I've been baking my own sourdough bread for many years with the best ingredients. Organic wheat that is freshly milled with a stone grinder just prior to baking and I also add lots of extras such as kelp, carob and seeds to make it the staff of life bread. It is simply an overnight ferment of a sponge with a quick kneading of the dough the next morning. It is then risen in the pan for several hours and baked. I can't see where the sweat is involved!

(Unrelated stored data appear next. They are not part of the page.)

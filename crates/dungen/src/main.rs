//! Dungeon map generator
//!
//! Generates a map and writes it as a map artifact.

use std::path::{Path, PathBuf};

use anyhow::{Context, Result, bail};
use clap::{ArgAction, Parser};
use log::{info, warn};
use serde::Serialize;

use dg_core::dungeon::{Corridor, GeneratedMap, Generator, PlacementStats, Point, Room, render};
use dg_core::save::MapFile;
use dg_core::{GameRng, GenConfig};

/// Procedural dungeon generator
#[derive(Parser, Debug)]
#[command(name = "dungen")]
#[command(author, version, about = "Generate a dungeon map", long_about = None)]
struct Args {
    /// JSON configuration file; flags override its values
    #[arg(short = 'c', long = "config")]
    config: Option<PathBuf>,

    /// Grid width
    #[arg(long = "width")]
    width: Option<usize>,

    /// Grid height
    #[arg(long = "height")]
    height: Option<usize>,

    /// Smallest room side
    #[arg(long = "min-size")]
    min_size: Option<usize>,

    /// Largest room side
    #[arg(long = "max-size")]
    max_size: Option<usize>,

    /// Failed room placements allowed
    #[arg(long = "tries")]
    tries: Option<usize>,

    /// Required gap between rooms
    #[arg(long = "tolerance")]
    tolerance: Option<f64>,

    /// Uninitialized tile id
    #[arg(long = "default-tile")]
    default_tile: Option<u8>,

    /// Number of tile ids
    #[arg(long = "num-tiles")]
    num_tiles: Option<u16>,

    /// Only dig spanning tree corridors
    #[arg(long = "no-extra-edges")]
    no_extra_edges: bool,

    /// RNG seed (random if omitted)
    #[arg(short = 's', long = "seed")]
    seed: Option<u64>,

    /// Output map file
    #[arg(short = 'o', long = "output", default_value = "world.dat")]
    output: PathBuf,

    /// Print the map as text
    #[arg(short = 'p', long = "print")]
    print: bool,

    /// Show room indices when printing
    #[arg(short = 'l', long = "labels")]
    labels: bool,

    /// Print a JSON summary of the run
    #[arg(long = "summary")]
    summary: bool,

    /// Read and print an existing map file instead of generating
    #[arg(long = "inspect", conflicts_with = "config")]
    inspect: Option<PathBuf>,

    /// Verbose output (-v info, -vv debug, -vvv trace)
    #[arg(short = 'v', long = "verbose", action = ArgAction::Count)]
    verbose: u8,
}

impl Args {
    /// Config file (or defaults) with command-line overrides applied
    fn gen_config(&self) -> Result<GenConfig> {
        let mut config = match &self.config {
            Some(path) => GenConfig::load_from_file(path)
                .with_context(|| format!("loading config {}", path.display()))?,
            None => GenConfig::default(),
        };

        if let Some(w) = self.width {
            config.width = w;
        }
        if let Some(h) = self.height {
            config.height = h;
        }
        if let Some(min) = self.min_size {
            config.min_size = min;
        }
        if let Some(max) = self.max_size {
            config.max_size = max;
        }
        if self.tries.is_some() {
            config.tries = self.tries;
        }
        if self.tolerance.is_some() {
            config.tolerance = self.tolerance;
        }
        if let Some(d) = self.default_tile {
            config.tileset.default_tile = d;
        }
        if let Some(n) = self.num_tiles {
            config.tileset.num_tiles = n;
        }
        if self.no_extra_edges {
            config.extra_edges = false;
        }

        config.validate()?;
        Ok(config)
    }

    fn log_level(&self) -> &'static str {
        match self.verbose {
            0 => "warn",
            1 => "info",
            2 => "debug",
            _ => "trace",
        }
    }
}

/// Machine-readable description of a run
#[derive(Debug, Serialize)]
struct Summary<'a> {
    seed: u64,
    width: usize,
    height: usize,
    placement: PlacementStats,
    rooms: &'a [Room],
    tree_corridors: &'a [Corridor],
    extra_corridors: &'a [Corridor],
    final_ratio: Option<f64>,
    hit_cap: bool,
    starting_square: Option<Point>,
    output: &'a str,
}

impl<'a> Summary<'a> {
    fn new(map: &'a GeneratedMap, output: &'a str) -> Self {
        Self {
            seed: map.seed,
            width: map.grid.width(),
            height: map.grid.height(),
            placement: map.placement,
            rooms: map.rooms(),
            tree_corridors: &map.tree_corridors,
            extra_corridors: &map.augment.added,
            final_ratio: map.augment.final_ratio,
            hit_cap: map.augment.hit_cap,
            starting_square: map.starting_square,
            output,
        }
    }
}

fn main() -> Result<()> {
    let args = Args::parse();
    env_logger::Builder::from_env(env_logger::Env::default().default_filter_or(args.log_level()))
        .init();

    if let Some(path) = &args.inspect {
        return inspect(&args, path);
    }

    let config = args.gen_config()?;
    let rng = match args.seed {
        Some(seed) => GameRng::new(seed),
        None => {
            let rng = GameRng::from_entropy();
            info!("Using seed {}", rng.seed());
            rng
        }
    };

    let map = Generator::new(config, rng)?.run()?;
    if map.augment.hit_cap {
        warn!("Stopped adding corridors at the cap");
    }

    MapFile::from_generated(&map)
        .save(&args.output)
        .with_context(|| format!("writing {}", args.output.display()))?;
    info!("Wrote {}", args.output.display());

    if args.print {
        println!("{}", render(&map.grid, &map.tileset, args.labels));
    }
    if args.summary {
        let output = args.output.to_string_lossy();
        println!(
            "{}",
            serde_json::to_string_pretty(&Summary::new(&map, &output))?
        );
    }
    Ok(())
}

/// Load a map file and print it
fn inspect(args: &Args, path: &Path) -> Result<()> {
    let file = MapFile::load(path).with_context(|| format!("reading {}", path.display()))?;
    let mut config = args.gen_config()?;
    config.tileset.default_tile = file.default_tile;
    let tileset = config.build_tileset()?;
    file.validate_tiles(&tileset)?;

    let Some(grid) = file.to_grid() else {
        bail!("{} does not describe a {}x{} grid", path.display(), file.width, file.height);
    };
    println!("{}", render(&grid, &tileset, args.labels));
    Ok(())
}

Elisabeth Fekonia, Cooroy, QLD Australia

What a wonderful review. Even as I post my comments, I am about to bake a loaf of sourdough modeled on Poilâne's miche. For years I tried without success and then, 20 years ago, walked into his shoppe on Rue de Cherche-Midi and stood for an hour in awe, absorbing the smells and tasting. At their best, my loaves barely approach his. Still, I continue the attempt and each time I pull one from the oven, I thank him for his determination to maintain the traditonal loaf. I have written about it and included a recipe at www.montrealfood.com/srdough.html

Barry Lazar, Montreal, Canada

Writer Bee Wilson says "This kneading took place not once but many times over the night, usually in a clammy cellar too dark for you to see what you were doing, and so hot that the dough sometimes melted before it had risen."

How can a clammy cellar be hot? And having baked bread for more than sixty years, I would sure like to know how the hell dough can ever melt.